DATA FOR ANALYSIS: Begin

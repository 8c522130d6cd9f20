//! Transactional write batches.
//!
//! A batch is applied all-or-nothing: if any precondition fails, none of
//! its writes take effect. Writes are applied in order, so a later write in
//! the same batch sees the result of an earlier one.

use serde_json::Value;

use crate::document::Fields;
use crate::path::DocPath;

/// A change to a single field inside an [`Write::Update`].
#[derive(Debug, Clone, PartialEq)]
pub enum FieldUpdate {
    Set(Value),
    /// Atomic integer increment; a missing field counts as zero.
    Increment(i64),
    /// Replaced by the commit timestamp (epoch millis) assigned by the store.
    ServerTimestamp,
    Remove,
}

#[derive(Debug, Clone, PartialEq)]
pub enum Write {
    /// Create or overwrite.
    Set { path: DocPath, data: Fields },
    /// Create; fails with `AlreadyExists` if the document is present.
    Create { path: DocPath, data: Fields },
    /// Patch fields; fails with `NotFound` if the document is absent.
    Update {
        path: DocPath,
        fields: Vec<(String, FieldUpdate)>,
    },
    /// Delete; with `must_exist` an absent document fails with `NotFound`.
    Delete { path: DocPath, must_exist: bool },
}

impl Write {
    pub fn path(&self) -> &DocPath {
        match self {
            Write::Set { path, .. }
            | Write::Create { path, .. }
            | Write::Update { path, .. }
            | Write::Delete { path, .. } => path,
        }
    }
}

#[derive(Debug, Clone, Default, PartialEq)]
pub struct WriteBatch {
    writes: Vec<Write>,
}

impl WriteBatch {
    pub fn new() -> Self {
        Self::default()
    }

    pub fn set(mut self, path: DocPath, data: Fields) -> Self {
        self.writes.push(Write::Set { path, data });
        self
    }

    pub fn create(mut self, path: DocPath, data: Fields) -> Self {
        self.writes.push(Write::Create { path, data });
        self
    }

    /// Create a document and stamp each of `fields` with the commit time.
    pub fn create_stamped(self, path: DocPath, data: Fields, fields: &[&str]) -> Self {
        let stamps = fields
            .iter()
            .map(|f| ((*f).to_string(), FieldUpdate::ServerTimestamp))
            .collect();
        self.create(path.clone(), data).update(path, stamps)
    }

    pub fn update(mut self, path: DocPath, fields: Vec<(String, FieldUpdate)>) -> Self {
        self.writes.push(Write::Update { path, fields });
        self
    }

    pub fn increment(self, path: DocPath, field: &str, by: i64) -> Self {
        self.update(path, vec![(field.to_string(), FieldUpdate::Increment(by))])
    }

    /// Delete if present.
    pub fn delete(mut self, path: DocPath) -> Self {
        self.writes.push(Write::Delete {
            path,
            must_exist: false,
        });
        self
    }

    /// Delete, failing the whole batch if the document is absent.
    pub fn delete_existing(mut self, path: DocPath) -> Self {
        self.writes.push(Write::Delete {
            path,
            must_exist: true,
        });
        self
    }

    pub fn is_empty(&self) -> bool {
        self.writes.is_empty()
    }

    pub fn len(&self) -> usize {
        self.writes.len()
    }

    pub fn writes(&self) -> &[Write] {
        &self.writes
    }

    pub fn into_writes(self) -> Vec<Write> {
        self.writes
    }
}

DATA FOR ANALYSIS: End
DATA FOR ANALYSIS: Begin

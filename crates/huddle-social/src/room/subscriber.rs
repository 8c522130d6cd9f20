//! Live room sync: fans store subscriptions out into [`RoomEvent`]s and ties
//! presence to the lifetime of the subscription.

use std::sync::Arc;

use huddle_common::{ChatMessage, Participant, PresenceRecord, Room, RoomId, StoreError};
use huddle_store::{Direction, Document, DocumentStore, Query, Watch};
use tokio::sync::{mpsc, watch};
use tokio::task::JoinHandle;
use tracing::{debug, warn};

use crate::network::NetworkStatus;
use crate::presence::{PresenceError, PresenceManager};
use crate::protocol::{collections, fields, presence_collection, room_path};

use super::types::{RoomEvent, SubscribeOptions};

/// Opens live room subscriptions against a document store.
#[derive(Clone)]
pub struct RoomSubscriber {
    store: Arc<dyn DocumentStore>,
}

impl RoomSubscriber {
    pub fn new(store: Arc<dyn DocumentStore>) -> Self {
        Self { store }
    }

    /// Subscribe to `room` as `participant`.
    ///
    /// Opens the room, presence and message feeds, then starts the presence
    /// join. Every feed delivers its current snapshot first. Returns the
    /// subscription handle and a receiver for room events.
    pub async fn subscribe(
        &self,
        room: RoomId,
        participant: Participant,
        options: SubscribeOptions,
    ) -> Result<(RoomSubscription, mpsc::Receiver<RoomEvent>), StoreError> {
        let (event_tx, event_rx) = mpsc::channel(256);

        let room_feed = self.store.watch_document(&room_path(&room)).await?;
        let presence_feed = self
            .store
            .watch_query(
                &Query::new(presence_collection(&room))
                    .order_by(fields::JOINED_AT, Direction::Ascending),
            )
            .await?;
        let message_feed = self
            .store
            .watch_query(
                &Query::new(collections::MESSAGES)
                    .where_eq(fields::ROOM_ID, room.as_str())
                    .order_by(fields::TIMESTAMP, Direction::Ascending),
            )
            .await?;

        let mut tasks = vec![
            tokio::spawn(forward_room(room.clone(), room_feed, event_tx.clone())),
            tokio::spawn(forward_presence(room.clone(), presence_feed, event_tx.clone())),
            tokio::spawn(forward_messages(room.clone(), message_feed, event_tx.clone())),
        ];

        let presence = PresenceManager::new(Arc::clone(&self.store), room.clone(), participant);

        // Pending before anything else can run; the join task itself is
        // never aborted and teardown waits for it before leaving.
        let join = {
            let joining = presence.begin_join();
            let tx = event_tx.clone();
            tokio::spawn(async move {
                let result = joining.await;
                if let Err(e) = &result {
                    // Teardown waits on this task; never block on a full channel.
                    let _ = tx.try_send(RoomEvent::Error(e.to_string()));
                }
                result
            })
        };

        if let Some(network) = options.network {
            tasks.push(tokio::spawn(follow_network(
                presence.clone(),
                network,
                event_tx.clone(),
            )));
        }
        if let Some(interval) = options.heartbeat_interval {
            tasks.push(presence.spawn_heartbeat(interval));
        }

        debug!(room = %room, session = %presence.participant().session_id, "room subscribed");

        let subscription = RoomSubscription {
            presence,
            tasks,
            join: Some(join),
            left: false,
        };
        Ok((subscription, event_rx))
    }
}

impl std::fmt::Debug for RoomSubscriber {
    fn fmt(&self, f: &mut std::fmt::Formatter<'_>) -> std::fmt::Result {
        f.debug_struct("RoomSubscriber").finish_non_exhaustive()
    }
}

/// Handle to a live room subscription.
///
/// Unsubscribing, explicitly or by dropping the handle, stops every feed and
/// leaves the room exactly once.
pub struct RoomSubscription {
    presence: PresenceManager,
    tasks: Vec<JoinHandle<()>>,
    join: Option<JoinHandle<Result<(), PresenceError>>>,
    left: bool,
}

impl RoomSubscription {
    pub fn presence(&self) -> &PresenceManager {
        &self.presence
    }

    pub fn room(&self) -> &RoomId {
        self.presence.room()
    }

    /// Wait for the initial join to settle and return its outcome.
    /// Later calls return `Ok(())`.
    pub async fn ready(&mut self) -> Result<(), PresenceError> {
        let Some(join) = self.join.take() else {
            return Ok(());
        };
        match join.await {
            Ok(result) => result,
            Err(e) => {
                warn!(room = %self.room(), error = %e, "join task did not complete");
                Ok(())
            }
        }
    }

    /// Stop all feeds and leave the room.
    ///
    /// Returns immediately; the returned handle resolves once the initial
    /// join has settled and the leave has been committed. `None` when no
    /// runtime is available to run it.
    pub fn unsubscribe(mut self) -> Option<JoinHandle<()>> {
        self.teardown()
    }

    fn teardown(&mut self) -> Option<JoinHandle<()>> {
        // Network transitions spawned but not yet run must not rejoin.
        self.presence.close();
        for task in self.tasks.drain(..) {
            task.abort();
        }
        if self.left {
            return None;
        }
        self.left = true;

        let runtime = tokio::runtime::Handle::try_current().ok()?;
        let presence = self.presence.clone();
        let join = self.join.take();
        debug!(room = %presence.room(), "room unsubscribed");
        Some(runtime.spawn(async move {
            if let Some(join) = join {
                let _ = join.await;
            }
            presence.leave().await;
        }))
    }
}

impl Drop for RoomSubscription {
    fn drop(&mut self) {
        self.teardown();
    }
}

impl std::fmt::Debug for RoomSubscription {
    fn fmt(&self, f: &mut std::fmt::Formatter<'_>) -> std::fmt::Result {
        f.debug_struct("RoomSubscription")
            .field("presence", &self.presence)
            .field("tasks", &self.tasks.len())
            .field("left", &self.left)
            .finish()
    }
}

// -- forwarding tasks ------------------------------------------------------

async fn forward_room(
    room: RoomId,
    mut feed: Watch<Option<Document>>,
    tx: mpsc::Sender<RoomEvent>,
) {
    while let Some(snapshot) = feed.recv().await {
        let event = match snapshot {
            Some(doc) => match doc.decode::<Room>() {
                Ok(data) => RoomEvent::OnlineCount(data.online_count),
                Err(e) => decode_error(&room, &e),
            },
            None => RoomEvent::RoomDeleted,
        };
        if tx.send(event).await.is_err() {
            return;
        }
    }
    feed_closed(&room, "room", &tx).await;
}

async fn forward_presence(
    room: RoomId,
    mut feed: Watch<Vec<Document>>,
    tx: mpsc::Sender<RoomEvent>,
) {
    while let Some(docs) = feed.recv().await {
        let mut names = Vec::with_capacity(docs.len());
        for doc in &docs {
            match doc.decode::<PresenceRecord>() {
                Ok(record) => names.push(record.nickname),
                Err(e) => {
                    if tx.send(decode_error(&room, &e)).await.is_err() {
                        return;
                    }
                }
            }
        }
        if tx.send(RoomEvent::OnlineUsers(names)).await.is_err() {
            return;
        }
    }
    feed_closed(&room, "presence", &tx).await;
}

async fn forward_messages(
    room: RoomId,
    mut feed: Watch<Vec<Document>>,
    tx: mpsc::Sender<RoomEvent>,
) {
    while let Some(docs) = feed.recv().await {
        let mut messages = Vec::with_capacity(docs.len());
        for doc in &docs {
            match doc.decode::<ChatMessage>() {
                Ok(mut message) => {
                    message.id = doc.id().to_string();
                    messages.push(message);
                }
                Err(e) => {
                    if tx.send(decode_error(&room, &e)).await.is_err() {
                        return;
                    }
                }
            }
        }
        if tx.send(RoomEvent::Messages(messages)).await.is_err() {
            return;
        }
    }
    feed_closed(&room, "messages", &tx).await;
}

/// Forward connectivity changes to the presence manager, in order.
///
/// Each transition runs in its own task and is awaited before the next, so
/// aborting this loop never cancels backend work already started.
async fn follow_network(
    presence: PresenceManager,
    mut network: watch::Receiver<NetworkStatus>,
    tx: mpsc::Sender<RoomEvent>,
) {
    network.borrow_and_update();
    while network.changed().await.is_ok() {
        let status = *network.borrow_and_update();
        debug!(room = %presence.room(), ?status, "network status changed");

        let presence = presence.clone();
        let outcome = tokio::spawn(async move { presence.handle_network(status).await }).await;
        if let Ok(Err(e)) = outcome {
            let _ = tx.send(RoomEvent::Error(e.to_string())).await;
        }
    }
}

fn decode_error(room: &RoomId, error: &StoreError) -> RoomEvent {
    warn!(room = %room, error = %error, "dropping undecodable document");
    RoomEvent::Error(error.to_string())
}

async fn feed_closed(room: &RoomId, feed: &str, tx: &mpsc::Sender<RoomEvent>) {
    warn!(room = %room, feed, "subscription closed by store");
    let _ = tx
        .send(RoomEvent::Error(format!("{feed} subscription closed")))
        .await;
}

DATA FOR ANALYSIS: End
DATA FOR ANALYSIS: Begin

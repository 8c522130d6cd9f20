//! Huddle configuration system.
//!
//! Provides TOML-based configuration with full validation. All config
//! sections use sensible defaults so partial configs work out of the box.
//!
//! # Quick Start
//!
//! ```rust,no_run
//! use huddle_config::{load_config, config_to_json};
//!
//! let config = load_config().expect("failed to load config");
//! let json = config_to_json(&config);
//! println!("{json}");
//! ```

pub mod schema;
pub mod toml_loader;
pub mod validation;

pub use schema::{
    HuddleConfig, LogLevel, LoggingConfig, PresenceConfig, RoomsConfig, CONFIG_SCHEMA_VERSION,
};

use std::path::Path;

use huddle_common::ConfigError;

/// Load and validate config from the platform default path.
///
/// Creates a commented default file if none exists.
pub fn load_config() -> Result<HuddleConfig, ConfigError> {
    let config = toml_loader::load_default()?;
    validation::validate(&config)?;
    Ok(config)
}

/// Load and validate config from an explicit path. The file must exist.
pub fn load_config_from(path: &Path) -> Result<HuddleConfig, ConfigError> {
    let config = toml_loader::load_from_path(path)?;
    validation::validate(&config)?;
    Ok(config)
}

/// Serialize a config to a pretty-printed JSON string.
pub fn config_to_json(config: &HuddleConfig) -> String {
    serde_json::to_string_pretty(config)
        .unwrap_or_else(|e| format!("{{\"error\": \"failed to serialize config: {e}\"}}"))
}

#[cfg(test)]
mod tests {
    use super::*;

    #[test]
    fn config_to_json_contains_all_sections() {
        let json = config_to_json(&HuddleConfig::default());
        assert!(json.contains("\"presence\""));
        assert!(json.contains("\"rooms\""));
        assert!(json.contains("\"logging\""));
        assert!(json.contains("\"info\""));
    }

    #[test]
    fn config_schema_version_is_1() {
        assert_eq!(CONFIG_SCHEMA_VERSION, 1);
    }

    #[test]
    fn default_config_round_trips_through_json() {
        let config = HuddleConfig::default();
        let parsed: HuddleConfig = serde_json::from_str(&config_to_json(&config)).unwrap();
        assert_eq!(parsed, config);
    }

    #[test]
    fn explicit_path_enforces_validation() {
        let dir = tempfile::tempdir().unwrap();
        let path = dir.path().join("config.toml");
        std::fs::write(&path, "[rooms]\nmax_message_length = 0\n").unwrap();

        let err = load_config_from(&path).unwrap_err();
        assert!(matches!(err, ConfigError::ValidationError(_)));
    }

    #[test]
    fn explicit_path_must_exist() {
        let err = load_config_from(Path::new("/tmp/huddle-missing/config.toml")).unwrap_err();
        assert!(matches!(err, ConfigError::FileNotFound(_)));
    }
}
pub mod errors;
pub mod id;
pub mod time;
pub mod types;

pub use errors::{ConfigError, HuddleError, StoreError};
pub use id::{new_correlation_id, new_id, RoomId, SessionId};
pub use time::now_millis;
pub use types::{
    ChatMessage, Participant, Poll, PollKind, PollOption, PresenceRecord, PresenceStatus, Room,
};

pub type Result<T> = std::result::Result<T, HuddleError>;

DATA FOR ANALYSIS: End

TASK PROMPT
What is the number of lines in the listing that hold "ServerTimestamp"? Give that number and nothing more.

WRITTEN SOLUTION
2